Every line in the records below with the string "Duration" needs to be copied out.

Records from a collection
----

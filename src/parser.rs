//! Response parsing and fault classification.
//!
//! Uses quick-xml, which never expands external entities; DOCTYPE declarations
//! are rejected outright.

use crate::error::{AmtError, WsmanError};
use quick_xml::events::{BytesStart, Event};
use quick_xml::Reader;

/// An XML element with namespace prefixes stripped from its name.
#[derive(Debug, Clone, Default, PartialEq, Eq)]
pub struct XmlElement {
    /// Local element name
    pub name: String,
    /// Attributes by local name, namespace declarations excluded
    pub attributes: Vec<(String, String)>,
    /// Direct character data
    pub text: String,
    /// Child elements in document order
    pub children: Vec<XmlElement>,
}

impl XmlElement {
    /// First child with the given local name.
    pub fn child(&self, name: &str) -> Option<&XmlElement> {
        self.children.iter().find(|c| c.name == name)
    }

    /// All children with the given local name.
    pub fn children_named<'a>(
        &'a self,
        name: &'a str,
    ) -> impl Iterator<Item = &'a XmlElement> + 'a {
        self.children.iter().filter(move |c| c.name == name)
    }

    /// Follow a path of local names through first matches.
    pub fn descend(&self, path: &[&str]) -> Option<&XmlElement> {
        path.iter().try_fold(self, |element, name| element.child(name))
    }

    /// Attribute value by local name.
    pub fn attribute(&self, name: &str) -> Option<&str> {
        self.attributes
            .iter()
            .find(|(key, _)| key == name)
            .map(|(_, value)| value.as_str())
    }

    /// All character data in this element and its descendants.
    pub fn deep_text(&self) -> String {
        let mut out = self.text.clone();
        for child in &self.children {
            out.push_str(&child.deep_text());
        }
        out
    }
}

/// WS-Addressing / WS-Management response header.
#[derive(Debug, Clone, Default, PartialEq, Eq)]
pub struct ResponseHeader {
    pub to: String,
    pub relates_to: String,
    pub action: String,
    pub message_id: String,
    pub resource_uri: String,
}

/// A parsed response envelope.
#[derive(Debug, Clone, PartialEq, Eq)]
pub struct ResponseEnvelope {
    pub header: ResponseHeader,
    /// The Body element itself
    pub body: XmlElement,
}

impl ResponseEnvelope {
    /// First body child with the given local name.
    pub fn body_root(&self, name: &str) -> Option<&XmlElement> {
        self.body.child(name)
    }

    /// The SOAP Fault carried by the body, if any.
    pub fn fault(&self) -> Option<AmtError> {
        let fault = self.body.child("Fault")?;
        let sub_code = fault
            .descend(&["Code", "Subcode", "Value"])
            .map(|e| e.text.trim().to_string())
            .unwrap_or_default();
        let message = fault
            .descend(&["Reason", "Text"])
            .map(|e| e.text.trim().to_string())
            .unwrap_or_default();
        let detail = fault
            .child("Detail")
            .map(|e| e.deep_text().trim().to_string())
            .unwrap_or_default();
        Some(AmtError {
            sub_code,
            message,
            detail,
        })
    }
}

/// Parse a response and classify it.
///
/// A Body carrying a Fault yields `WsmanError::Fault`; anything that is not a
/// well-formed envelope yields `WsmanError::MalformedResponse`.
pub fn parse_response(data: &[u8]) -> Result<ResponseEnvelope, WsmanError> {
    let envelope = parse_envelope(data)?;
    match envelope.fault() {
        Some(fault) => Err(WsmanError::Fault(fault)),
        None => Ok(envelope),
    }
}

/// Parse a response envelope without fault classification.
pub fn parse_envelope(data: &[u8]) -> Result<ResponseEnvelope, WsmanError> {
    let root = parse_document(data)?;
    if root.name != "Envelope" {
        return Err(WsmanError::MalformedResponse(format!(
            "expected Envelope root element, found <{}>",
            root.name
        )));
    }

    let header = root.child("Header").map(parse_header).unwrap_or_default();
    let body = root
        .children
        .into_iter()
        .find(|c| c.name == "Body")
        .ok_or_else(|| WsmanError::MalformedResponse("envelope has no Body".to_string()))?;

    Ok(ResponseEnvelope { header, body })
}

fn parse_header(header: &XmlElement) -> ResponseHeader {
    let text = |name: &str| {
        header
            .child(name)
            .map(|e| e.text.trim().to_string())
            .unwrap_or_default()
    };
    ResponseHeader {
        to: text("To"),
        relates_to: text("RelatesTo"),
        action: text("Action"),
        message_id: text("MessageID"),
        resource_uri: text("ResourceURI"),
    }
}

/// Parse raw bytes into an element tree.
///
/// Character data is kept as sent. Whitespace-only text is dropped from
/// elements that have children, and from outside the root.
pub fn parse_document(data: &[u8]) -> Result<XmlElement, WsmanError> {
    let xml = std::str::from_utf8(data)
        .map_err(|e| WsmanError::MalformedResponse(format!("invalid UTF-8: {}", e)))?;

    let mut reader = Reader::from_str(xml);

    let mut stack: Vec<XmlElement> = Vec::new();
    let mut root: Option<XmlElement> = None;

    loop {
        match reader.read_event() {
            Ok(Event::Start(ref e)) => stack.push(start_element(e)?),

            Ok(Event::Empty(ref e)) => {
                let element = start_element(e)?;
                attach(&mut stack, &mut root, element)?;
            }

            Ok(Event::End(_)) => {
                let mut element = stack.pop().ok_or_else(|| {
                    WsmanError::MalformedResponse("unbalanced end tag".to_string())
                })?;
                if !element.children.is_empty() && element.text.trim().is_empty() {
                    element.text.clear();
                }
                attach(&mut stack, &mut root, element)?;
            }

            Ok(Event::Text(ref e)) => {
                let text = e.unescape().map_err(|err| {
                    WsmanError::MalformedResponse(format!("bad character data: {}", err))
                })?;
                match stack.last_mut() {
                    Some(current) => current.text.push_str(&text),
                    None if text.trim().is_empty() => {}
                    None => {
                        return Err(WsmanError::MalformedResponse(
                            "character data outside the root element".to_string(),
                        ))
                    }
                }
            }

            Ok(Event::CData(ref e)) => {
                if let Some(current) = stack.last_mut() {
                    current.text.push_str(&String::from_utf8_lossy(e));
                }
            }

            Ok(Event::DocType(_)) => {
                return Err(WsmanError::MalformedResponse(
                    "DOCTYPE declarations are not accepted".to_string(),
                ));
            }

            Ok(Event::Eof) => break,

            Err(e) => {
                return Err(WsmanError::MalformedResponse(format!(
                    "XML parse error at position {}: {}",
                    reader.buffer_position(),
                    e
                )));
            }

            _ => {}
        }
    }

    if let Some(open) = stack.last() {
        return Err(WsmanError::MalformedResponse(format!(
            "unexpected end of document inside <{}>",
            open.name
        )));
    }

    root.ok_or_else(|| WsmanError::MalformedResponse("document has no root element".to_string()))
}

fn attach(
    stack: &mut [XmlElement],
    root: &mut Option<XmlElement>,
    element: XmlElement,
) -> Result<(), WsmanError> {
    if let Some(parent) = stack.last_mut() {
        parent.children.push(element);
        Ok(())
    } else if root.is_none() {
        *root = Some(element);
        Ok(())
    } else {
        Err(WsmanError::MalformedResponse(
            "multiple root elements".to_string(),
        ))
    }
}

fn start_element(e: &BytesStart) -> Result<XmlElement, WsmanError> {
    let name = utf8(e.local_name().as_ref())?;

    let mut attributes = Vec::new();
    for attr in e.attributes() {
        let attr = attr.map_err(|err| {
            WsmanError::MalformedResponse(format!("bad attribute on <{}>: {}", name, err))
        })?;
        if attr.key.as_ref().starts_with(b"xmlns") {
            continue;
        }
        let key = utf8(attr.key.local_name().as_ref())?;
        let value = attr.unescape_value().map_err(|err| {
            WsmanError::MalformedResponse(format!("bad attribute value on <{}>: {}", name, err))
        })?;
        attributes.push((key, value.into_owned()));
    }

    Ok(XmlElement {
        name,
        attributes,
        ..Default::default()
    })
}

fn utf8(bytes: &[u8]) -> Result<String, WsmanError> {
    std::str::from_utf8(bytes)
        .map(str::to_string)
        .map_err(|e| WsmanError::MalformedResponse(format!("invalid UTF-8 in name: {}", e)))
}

----

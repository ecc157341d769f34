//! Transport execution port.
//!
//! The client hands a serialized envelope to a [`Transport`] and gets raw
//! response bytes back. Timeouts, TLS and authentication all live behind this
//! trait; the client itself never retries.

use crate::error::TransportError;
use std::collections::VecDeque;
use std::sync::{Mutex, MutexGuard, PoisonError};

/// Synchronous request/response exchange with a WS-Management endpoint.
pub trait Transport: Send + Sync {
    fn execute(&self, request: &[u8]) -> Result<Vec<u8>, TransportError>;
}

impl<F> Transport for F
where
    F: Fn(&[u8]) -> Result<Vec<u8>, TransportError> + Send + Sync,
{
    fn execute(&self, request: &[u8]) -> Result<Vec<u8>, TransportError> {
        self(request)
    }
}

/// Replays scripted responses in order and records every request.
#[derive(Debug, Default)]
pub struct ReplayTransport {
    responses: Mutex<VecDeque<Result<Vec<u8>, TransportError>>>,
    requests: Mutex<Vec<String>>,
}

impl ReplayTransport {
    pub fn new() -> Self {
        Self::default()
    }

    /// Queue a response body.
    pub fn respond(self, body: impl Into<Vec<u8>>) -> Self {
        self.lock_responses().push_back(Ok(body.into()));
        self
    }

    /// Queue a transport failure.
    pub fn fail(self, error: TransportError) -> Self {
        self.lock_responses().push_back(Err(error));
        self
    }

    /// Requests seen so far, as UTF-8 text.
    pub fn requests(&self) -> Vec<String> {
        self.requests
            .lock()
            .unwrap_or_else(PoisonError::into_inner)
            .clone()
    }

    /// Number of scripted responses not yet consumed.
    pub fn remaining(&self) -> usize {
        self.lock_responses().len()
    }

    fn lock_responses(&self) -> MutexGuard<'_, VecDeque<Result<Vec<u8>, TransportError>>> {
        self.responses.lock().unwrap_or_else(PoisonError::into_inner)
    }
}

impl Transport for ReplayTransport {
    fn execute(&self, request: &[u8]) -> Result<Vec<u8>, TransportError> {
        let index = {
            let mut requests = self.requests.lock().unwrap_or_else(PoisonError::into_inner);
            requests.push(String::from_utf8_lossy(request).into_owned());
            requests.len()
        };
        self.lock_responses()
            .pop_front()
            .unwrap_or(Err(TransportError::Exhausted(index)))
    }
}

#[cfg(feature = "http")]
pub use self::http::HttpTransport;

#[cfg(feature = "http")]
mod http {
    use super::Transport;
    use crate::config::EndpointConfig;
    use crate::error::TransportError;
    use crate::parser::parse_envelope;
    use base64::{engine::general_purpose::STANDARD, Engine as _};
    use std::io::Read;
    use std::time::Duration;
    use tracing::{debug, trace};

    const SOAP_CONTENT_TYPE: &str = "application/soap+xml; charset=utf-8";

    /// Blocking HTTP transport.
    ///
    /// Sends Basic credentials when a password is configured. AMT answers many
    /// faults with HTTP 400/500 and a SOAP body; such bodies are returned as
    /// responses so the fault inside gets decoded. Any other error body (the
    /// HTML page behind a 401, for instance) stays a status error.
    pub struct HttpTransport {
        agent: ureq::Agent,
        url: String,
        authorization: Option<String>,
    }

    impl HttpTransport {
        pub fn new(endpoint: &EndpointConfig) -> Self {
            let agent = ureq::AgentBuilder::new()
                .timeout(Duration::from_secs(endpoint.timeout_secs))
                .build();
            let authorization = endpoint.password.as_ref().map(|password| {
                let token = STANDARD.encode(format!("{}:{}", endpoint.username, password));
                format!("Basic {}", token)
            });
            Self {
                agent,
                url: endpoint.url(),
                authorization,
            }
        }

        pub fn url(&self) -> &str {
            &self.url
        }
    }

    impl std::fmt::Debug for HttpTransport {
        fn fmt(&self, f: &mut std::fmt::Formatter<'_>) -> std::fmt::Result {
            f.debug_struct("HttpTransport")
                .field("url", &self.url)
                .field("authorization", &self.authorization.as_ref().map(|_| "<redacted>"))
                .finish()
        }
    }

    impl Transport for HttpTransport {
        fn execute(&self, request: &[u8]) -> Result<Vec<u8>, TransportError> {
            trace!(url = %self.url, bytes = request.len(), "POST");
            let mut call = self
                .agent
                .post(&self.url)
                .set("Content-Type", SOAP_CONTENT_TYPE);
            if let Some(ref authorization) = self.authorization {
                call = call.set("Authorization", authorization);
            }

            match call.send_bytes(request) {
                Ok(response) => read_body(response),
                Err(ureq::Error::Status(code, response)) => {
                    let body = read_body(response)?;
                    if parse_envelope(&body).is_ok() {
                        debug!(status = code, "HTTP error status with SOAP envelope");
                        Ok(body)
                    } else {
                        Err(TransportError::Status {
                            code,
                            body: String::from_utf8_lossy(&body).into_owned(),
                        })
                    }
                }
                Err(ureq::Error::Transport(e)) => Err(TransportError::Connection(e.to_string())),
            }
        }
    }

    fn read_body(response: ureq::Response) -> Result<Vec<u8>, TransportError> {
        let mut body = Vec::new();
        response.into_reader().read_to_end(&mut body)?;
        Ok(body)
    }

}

----

Reply
    use std::time::Duration;
                .timeout(Duration::from_secs(endpoint.timeout_secs))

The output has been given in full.